** DATA SHOWN follows **
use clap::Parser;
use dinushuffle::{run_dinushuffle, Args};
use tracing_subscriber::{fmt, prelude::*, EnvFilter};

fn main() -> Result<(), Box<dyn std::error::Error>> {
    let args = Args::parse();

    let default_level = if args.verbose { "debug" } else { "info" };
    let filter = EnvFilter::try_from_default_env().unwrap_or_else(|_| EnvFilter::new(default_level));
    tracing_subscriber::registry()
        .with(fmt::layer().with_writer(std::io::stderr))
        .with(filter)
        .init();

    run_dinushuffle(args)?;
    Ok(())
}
** End of DATA SHOWN **
(THE TASK): Nothing in the data may be left out. Copy all of it exactly.

(FINAL ANSWER):
use clap::Parser;
use dinushuffle::{run_dinushuffle, Args};
use tracing_subscriber::{fmt, prelude::*, EnvFilter};

fn main() -> Result<(), Box<dyn std::error::Error>> {
    let args = Args::parse();

    let default_level = if args.verbose { "debug" } else { "info" };
    let filter = EnvFilter::try_from_default_env().unwrap_or_else(|_| EnvFilter::new(default_level));
    tracing_subscriber::registry()
        .with(fmt::layer().with_writer(std::io::stderr))
        .with(filter)
        .init();

    run_dinushuffle(args)?;
    Ok(())
}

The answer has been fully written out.